I'm using Pylint to check my code when I do commits. Recently, I've had a commit fail because of the following error:
UnicodeEncodeError: 'charmap' codec can't encode characters in position 1699-1713: character maps to <undefined>
Here's the traceback:
Traceback (most recent call last):
File "\AppData\Local\Programs\Python\Python310\lib\runpy.py", line 196, in _run_module_as_main
return _run_code(code, main_globals, None,
File "\AppData\Local\Programs\Python\Python310\lib\runpy.py", line 86, in _run_code
exec(code, run_globals)
File "\venv\tso_ingestion\Scripts\pylint.EXE\__main__.py", line 7, in <module>
File "\venv\tso_ingestion\lib\site-packages\pylint\__init__.py", line 36, in run_pylint
PylintRun(argv or sys.argv[1:])
File "\venv\tso_ingestion\lib\site-packages\pylint\lint\run.py", line 213, in __init__
linter.check(args)
File "\venv\tso_ingestion\lib\site-packages\pylint\lint\pylinter.py", line 701, in check
with self._astroid_module_checker() as check_astroid_module:
File "\AppData\Local\Programs\Python\Python310\lib\contextlib.py", line 142, in __exit__
next(self.gen)
File "\venv\tso_ingestion\lib\site-packages\pylint\lint\pylinter.py", line 1010, in _astroid_module_checker
checker.close()
File "\venv\tso_ingestion\lib\site-packages\pylint\checkers\similar.py", line 875, in close
self.add_message("R0801", args=(len(couples), "\n".join(msg)))
File "\venv\tso_ingestion\lib\site-packages\pylint\checkers\base_checker.py", line 164, in add_message
self.linter.add_message(
File "\venv\tso_ingestion\lib\site-packages\pylint\lint\pylinter.py", line 1323, in add_message
self._add_one_message(
File "\venv\tso_ingestion\lib\site-packages\pylint\lint\pylinter.py", line 1281, in _add_one_message
self.reporter.handle_message(
File "\venv\tso_ingestion\lib\site-packages\pylint\reporters\text.py", line 208, in handle_message
self.write_message(msg)
File "\venv\tso_ingestion\lib\site-packages\pylint\reporters\text.py", line 201, in write_message
self.writeln(self._fixed_template.format(**self_dict))

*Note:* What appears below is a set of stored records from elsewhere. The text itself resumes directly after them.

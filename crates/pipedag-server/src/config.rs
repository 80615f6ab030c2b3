//! Server configuration.
//!
//! Settings are layered: built-in defaults, then an optional YAML file, then
//! command-line flags (each of which can also come from an environment
//! variable). Later layers win.
//!
//! ```yaml
//! host: 0.0.0.0
//! port: 8000
//! allowed_origins:
//!   - http://localhost:3000
//! allow_credentials: true
//! max_body_bytes: 0   # no limit
//! ```

use crate::error::{Error, Result};
use axum::http::HeaderValue;
use clap::Parser;
use serde::{Deserialize, Serialize};
use std::path::{Path, PathBuf};

/// Default listen address.
pub const DEFAULT_HOST: &str = "127.0.0.1";

/// Default listen port.
pub const DEFAULT_PORT: u16 = 8000;

/// Default CORS origin: the pipeline builder's development server.
pub const DEFAULT_ORIGIN: &str = "http://localhost:3000";

/// Default request-body limit in bytes; `0` means unlimited.
pub const DEFAULT_MAX_BODY_BYTES: usize = 0;

/// Origin value that admits any caller.
pub const ANY_ORIGIN: &str = "*";

/// Effective server configuration
#[derive(Debug, Clone, PartialEq, Eq, Serialize, Deserialize)]
#[serde(default, deny_unknown_fields)]
pub struct ServerConfig {
    /// Address or hostname to listen on
    pub host: String,

    /// Port to listen on
    pub port: u16,

    /// Origins permitted to call the API from a browser
    pub allowed_origins: Vec<String>,

    /// Whether browsers may send credentials with cross-origin requests
    pub allow_credentials: bool,

    /// Largest accepted request body in bytes; `0` disables the limit
    pub max_body_bytes: usize,
}

impl Default for ServerConfig {
    fn default() -> Self {
        Self {
            host: DEFAULT_HOST.to_string(),
            port: DEFAULT_PORT,
            allowed_origins: vec![DEFAULT_ORIGIN.to_string()],
            allow_credentials: true,
            max_body_bytes: DEFAULT_MAX_BODY_BYTES,
        }
    }
}

/// Command-line arguments for `pipedag-server`
#[derive(Parser, Debug, Clone, Default)]
#[command(name = "pipedag-server")]
#[command(author, version, about, long_about = None)]
pub struct ServerArgs {
    /// YAML configuration file
    #[arg(short, long, env = "PIPEDAG_CONFIG")]
    pub config: Option<PathBuf>,

    /// Address or hostname to listen on [default: 127.0.0.1]
    #[arg(long, env = "PIPEDAG_HOST")]
    pub host: Option<String>,

    /// Port to listen on [default: 8000]
    #[arg(short, long, env = "PIPEDAG_PORT")]
    pub port: Option<u16>,

    /// Origin permitted to make cross-origin requests (repeatable)
    ///
    /// Replaces the configured list when given. Use `*` to allow any origin,
    /// which requires `--no-credentials`.
    #[arg(
        long = "allowed-origin",
        env = "PIPEDAG_ALLOWED_ORIGINS",
        value_delimiter = ','
    )]
    pub allowed_origins: Vec<String>,

    /// Do not allow credentials on cross-origin requests
    #[arg(long)]
    pub no_credentials: bool,

    /// Largest accepted request body in bytes, 0 for no limit [default: 0]
    #[arg(long, env = "PIPEDAG_MAX_BODY_BYTES")]
    pub max_body_bytes: Option<usize>,
}

impl ServerArgs {
    /// Parse arguments from the command line and environment
    #[must_use]
    pub fn parse_args() -> Self {
        <Self as Parser>::parse()
    }
}

impl ServerConfig {
    /// Read configuration from a YAML file.
    ///
    /// Fields missing from the file keep their defaults.
    pub fn from_yaml_file(path: &Path) -> Result<Self> {
        let text = std::fs::read_to_string(path).map_err(|source| Error::ConfigRead {
            path: path.to_path_buf(),
            source,
        })?;

        serde_yaml::from_str(&text).map_err(|source| Error::ConfigParse {
            path: path.to_path_buf(),
            source,
        })
    }

    /// Build the effective configuration from command-line arguments.
    pub fn load(args: &ServerArgs) -> Result<Self> {
        let mut config = match &args.config {
            Some(path) => Self::from_yaml_file(path)?,
            None => Self::default(),
        };

        config.apply(args);
        config.validate()?;
        Ok(config)
    }

    /// Apply explicit command-line overrides.
    pub fn apply(&mut self, args: &ServerArgs) {
        if let Some(host) = &args.host {
            self.host.clone_from(host);
        }
        if let Some(port) = args.port {
            self.port = port;
        }
        if !args.allowed_origins.is_empty() {
            self.allowed_origins.clone_from(&args.allowed_origins);
        }
        if args.no_credentials {
            self.allow_credentials = false;
        }
        if let Some(limit) = args.max_body_bytes {
            self.max_body_bytes = limit;
        }
    }

    /// Check that the configuration describes a usable CORS policy.
    pub fn validate(&self) -> Result<()> {
        if self.allowed_origins.is_empty() {
            return Err(Error::Config(
                "at least one allowed origin is required".to_string(),
            ));
        }

        if self.allow_credentials && self.allows_any_origin() {
            return Err(Error::Config(format!(
                "origin '{ANY_ORIGIN}' cannot be combined with credentials; \
                 list origins explicitly or disable credentials"
            )));
        }

        self.origin_header_values().map(|_| ())
    }

    /// Whether the wildcard origin is configured
    #[must_use]
    pub fn allows_any_origin(&self) -> bool {
        self.allowed_origins.iter().any(|o| o == ANY_ORIGIN)
    }

    /// Request-body limit, or `None` when unlimited
    #[must_use]
    pub fn body_limit(&self) -> Option<usize> {
        (self.max_body_bytes > 0).then_some(self.max_body_bytes)
    }

    /// Allowed origins as header values.
    pub fn origin_header_values(&self) -> Result<Vec<HeaderValue>> {
        self.allowed_origins
            .iter()
            .filter(|o| o.as_str() != ANY_ORIGIN)
            .map(|o| HeaderValue::from_str(o).map_err(|_| Error::InvalidOrigin(o.clone())))
            .collect()
    }
}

File "\venv\tso_ingestion\lib\site-packages\pylint\reporters\base_reporter.py", line 64, in writeln
print(string, file=self.out)
File "\AppData\Local\Programs\Python\Python310\lib\encodings\cp1252.py", line 19, in encode
return codecs.charmap_encode(input,self.errors,encoding_table)[0]
UnicodeEncodeError: 'charmap' codec can't encode characters in position 1699-1713: character maps to <undefined>
The only changes I could see that could possible result in an encoding error was refactoring a set of asserts that looked like this:
assert e_info.type is PageException
assert e_info.value.args[0].url == url
assert e_info.value.args[0].body == soup.body
assert e_info.value.args[0].element == soup.body.find("form", id="form").find(
"a", string="料金通知情報一覧"
)
assert (
"Onclick event associated with \\'料金通知情報一覧\\' link was missing or malformed"
in str(e_info.value.args[0])
)
to look like this:
check_page_exception(
e_info,
url,
soup.body,
soup.body.find("form", id="form").find("a", string="料金通知情報一覧"),
"Onclick event associated with \\'料金通知情報一覧\\' link was missing or malformed",
)
There are Unicode characters in here but they've only moved around so I don't see how this could be causing the error. Does anyone know how to fix this?
Thanks to a comment from @KlausD., I was able to diagnose and fix the issue. Apparently, the problem was that my shell was set to the ANSI character set. While I've never had a problem with this before, Pylint was using the shell's default character set to print error messages. Although much of my code involves text written in Japanese and Pylint had certainly thrown errors before, none of those errors involved actually printing the text. The answer provided here fixed this issue.